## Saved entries
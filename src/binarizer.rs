//! Turns a `LuminanceSource` into a monochrome `BitMatrix` (for 2-D
//! readers) or a `BitArray` per row (for 1-D readers), tolerating uneven
//! illumination.

use crate::bitarray::BitArray;
use crate::bitmatrix::BitMatrix;
use crate::error::{Error, Result};
use crate::luminance::LuminanceSource;
use log::debug;

const LUMINANCE_BITS: u32 = 5;
const LUMINANCE_SHIFT: u32 = 8 - LUMINANCE_BITS;
const LUMINANCE_BUCKETS: usize = 1 << LUMINANCE_BITS;

pub trait Binarizer {
    fn get_black_row(&self, y: u32) -> Result<BitArray>;
    fn get_black_matrix(&self) -> Result<BitMatrix>;
}

/// Builds a histogram from a handful of sampled rows and picks a single
/// global black point via a two-peak / valley search.
pub struct GlobalHistogramBinarizer<'a> {
    source: &'a dyn LuminanceSource,
}

impl<'a> GlobalHistogramBinarizer<'a> {
    pub fn new(source: &'a dyn LuminanceSource) -> GlobalHistogramBinarizer<'a> {
        GlobalHistogramBinarizer { source }
    }

    fn estimate_black_point(buckets: &[u32; LUMINANCE_BUCKETS]) -> Result<u32> {
        let num_buckets = buckets.len();
        let mut max_bucket_count = 0u32;
        let mut first_peak = 0usize;
        let mut first_peak_size = 0u32;
        for (i, &count) in buckets.iter().enumerate() {
            if count > first_peak_size {
                first_peak_size = count;
                first_peak = i;
            }
            if count > max_bucket_count {
                max_bucket_count = count;
            }
        }

        let mut second_peak = 0usize;
        let mut second_peak_score = 0i64;
        for (i, &count) in buckets.iter().enumerate() {
            let distance = i as i64 - first_peak as i64;
            let score = distance * distance * count as i64;
            if score > second_peak_score {
                second_peak_score = score;
                second_peak = i;
            }
        }

        let (first_peak, second_peak) = if first_peak > second_peak {
            (second_peak, first_peak)
        } else {
            (first_peak, second_peak)
        };

        if second_peak - first_peak <= num_buckets / 16 {
            return Err(Error::not_found("insufficient contrast to binarize"));
        }

        let mut best_valley = second_peak - 1;
        let mut best_valley_score = -1i64;
        for x in (first_peak..second_peak).rev() {
            let from_first = (x - first_peak) as i64;
            let score = from_first * from_first
                * (second_peak as i64 - x as i64)
                * (max_bucket_count as i64 - buckets[x] as i64);
            if score > best_valley_score {
                best_valley_score = score;
                best_valley = x;
            }
        }

        Ok((best_valley as u32) << LUMINANCE_SHIFT)
    }

    fn build_histogram(&self, y: u32) -> Result<(Vec<u8>, [u32; LUMINANCE_BUCKETS])> {
        let width = self.source.width();
        let row = self.source.get_row(y, Vec::with_capacity(width as usize));
        let mut buckets = [0u32; LUMINANCE_BUCKETS];
        for &p in &row {
            buckets[(p >> LUMINANCE_SHIFT) as usize] += 1;
        }
        Ok((row, buckets))
    }
}

impl<'a> Binarizer for GlobalHistogramBinarizer<'a> {
    fn get_black_row(&self, y: u32) -> Result<BitArray> {
        let (row, buckets) = self.build_histogram(y)?;
        let black_point = Self::estimate_black_point(&buckets)?;
        let width = row.len();
        let mut out = BitArray::new(width);
        if width < 3 {
            for (i, &p) in row.iter().enumerate() {
                if (p as u32) < black_point {
                    out.set(i);
                }
            }
            return Ok(out);
        }
        let mut left = row[0] as i32;
        let mut center = row[1] as i32;
        for x in 1..width - 1 {
            let right = row[x + 1] as i32;
            // -1, 4, -1 sharpening kernel normalized by /2.
            let luminance = ((center * 4) - left - right) / 2;
            if (luminance as u32) < black_point {
                out.set(x);
            }
            left = center;
            center = right;
        }
        Ok(out)
    }

    fn get_black_matrix(&self) -> Result<BitMatrix> {
        let width = self.source.width();
        let height = self.source.height();
        let mut matrix = BitMatrix::new(width, height);

        let mut local_buckets = [0u32; LUMINANCE_BUCKETS];
        let rows_to_sample = [height / 5, height * 2 / 5, height * 3 / 5, height * 4 / 5];
        let min_x = width / 8;
        let max_x = width - min_x;

        for &y in &rows_to_sample {
            let row = self.source.get_row(y, Vec::with_capacity(width as usize));
            for x in min_x..max_x {
                local_buckets[(row[x as usize] >> LUMINANCE_SHIFT) as usize] += 1;
            }
        }
        let black_point = Self::estimate_black_point(&local_buckets)?;

        let matrix_data = self.source.get_matrix();
        for y in 0..height {
            let row_start = (y * width) as usize;
            for x in 0..width {
                if (matrix_data[row_start + x as usize] as u32) < black_point {
                    matrix.set(x, y);
                }
            }
        }
        Ok(matrix)
    }
}

const BLOCK_SIZE: u32 = 8;
const MIN_DYNAMIC_RANGE: i32 = 24;

/// Per-block adaptive thresholding; falls back to the global binarizer for
/// images smaller than 40x40 in either dimension.
pub struct HybridBinarizer<'a> {
    source: &'a dyn LuminanceSource,
}

impl<'a> HybridBinarizer<'a> {
    pub fn new(source: &'a dyn LuminanceSource) -> HybridBinarizer<'a> {
        HybridBinarizer { source }
    }

    fn sub_blocks(dimension: u32) -> u32 {
        (dimension + BLOCK_SIZE - 1) / BLOCK_SIZE
    }

    fn calculate_black_points(&self, width: u32, height: u32) -> Vec<Vec<u32>> {
        let sub_width = Self::sub_blocks(width);
        let sub_height = Self::sub_blocks(height);
        let matrix_data = self.source.get_matrix();
        let mut black_points = vec![vec![0u32; sub_width as usize]; sub_height as usize];

        for y in 0..sub_height {
            let y_offset = (y * BLOCK_SIZE).min(height - BLOCK_SIZE);
            for x in 0..sub_width {
                let x_offset = (x * BLOCK_SIZE).min(width - BLOCK_SIZE);
                let mut sum = 0u32;
                let mut min = 255i32;
                let mut max = 0i32;
                for yy in 0..BLOCK_SIZE {
                    let row = ((y_offset + yy) * width) as usize;
                    for xx in 0..BLOCK_SIZE {
                        let pixel = matrix_data[row + (x_offset + xx) as usize] as i32;
                        sum += pixel as u32;
                        min = min.min(pixel);
                        max = max.max(pixel);
                    }
                }
                let mut average = (sum >> 6) as i32; // sum / 64, i.e. >>6
                if max - min <= MIN_DYNAMIC_RANGE {
                    average = min / 2;
                    if y > 0 && x > 0 {
                        let north = black_points[(y - 1) as usize][x as usize] as i32;
                        let west = black_points[y as usize][(x - 1) as usize] as i32;
                        let northwest = black_points[(y - 1) as usize][(x - 1) as usize] as i32;
                        let average_neighbor = (north + 2 * west + northwest) / 4;
                        if average_neighbor as i32 > min {
                            average = average_neighbor;
                        }
                    }
                }
                black_points[y as usize][x as usize] = average as u32;
            }
        }
        black_points
    }

    fn threshold_block(
        &self,
        matrix_data: &[u8],
        width: u32,
        height: u32,
        black_points: &[Vec<u32>],
        matrix: &mut BitMatrix,
    ) {
        let sub_width = black_points[0].len() as i32;
        let sub_height = black_points.len() as i32;
        for y in 0..sub_height {
            let y_offset = (y * BLOCK_SIZE as i32).min(height as i32 - BLOCK_SIZE as i32).max(0);
            for x in 0..sub_width {
                let x_offset = (x * BLOCK_SIZE as i32).min(width as i32 - BLOCK_SIZE as i32).max(0);
                let cap = |v: i32, lo: i32, hi: i32| v.max(lo).min(hi);
                let center_y = cap(y, 2, sub_height - 3);
                let center_x = cap(x, 2, sub_width - 3);
                let mut sum = 0i64;
                for dy in -2..=2 {
                    for dx in -2..=2 {
                        sum += black_points[(center_y + dy) as usize][(center_x + dx) as usize] as i64;
                    }
                }
                let average = (sum / 25) as i32;
                for yy in 0..BLOCK_SIZE as i32 {
                    let py = y_offset + yy;
                    let row = (py * width as i32) as usize;
                    for xx in 0..BLOCK_SIZE as i32 {
                        let px = x_offset + xx;
                        let pixel = matrix_data[row + px as usize] as i32;
                        if pixel <= average {
                            matrix.set(px as u32, py as u32);
                        }
                    }
                }
            }
        }
    }
}

impl<'a> Binarizer for HybridBinarizer<'a> {
    fn get_black_row(&self, y: u32) -> Result<BitArray> {
        GlobalHistogramBinarizer::new(self.source).get_black_row(y)
    }

    fn get_black_matrix(&self) -> Result<BitMatrix> {
        let width = self.source.width();
        let height = self.source.height();
        if width < 40 || height < 40 {
            debug!("image too small for hybrid binarization, falling back to global histogram");
            return GlobalHistogramBinarizer::new(self.source).get_black_matrix();
        }
        let matrix_data = self.source.get_matrix();
        let black_points = self.calculate_black_points(width, height);
        let mut matrix = BitMatrix::new(width, height);
        self.threshold_block(&matrix_data, width, height, &black_points, &mut matrix);
        Ok(matrix)
    }
}

#[cfg(test)]
mod tests {
    use super::*;
    use crate::luminance::GrayLuminanceSource;

    fn checkerboard_image(size: u32) -> GrayLuminanceSource {
        let mut data = vec![0u8; (size * size) as usize];
        for y in 0..size {
            for x in 0..size {
                let block = ((x / 4) + (y / 4)) % 2;
                data[(y * size + x) as usize] = if block == 0 { 20 } else { 235 };
            }
        }
        GrayLuminanceSource::new(size, size, data)
    }

    #[test]
    fn uniform_image_fails_global_binarizer() {
        let data = vec![128u8; 100 * 100];
        let src = GrayLuminanceSource::new(100, 100, data);
        let binarizer = GlobalHistogramBinarizer::new(&src);
        assert!(binarizer.get_black_matrix().is_err());
    }

    #[test]
    fn uniform_image_hybrid_is_uniformly_light() {
        let data = vec![200u8; 100 * 100];
        let src = GrayLuminanceSource::new(100, 100, data);
        let binarizer = HybridBinarizer::new(&src);
        let matrix = binarizer.get_black_matrix().unwrap();
        assert!(matrix.enclosing_rectangle().is_none() || {
            // A low-dynamic-range uniform region should not register as black.
            let mut any_set = false;
            for y in 0..matrix.height() {
                for x in 0..matrix.width() {
                    if matrix.get(x, y) {
                        any_set = true;
                    }
                }
            }
            !any_set
        });
    }

    #[test]
    fn checkerboard_binarizes_to_contrast() {
        let src = checkerboard_image(64);
        let binarizer = HybridBinarizer::new(&src);
        let matrix = binarizer.get_black_matrix().unwrap();
        assert!(matrix.get(0, 0));
        assert!(!matrix.get(4, 0));
    }

    #[test]
    fn small_image_falls_back_to_global() {
        let mut data = vec![0u8; 20 * 20];
        for (i, v) in data.iter_mut().enumerate() {
            *v = if i % 2 == 0 { 10 } else { 240 };
        }
        let src = GrayLuminanceSource::new(20, 20, data);
        let binarizer = HybridBinarizer::new(&src);
        assert!(binarizer.get_black_matrix().is_ok());
    }
}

## ASSIGNMENT
Please give an exact copy of the entries above, from the line with "let center_y = cap(y, 2, sub_height" down to the line with "if pixel <= average", inclusive, and nothing else.

## WRITTEN SOLUTION
                let center_y = cap(y, 2, sub_height - 3);
                let center_x = cap(x, 2, sub_width - 3);
                let mut sum = 0i64;
                for dy in -2..=2 {
                    for dx in -2..=2 {
                        sum += black_points[(center_y + dy) as usize][(center_x + dx) as usize] as i64;
                    }
                }
                let average = (sum / 25) as i32;
                for yy in 0..BLOCK_SIZE as i32 {
                    let py = y_offset + yy;
                    let row = (py * width as i32) as usize;
                    for xx in 0..BLOCK_SIZE as i32 {
                        let px = x_offset + xx;
                        let pixel = matrix_data[row + px as usize] as i32;
                        if pixel <= average {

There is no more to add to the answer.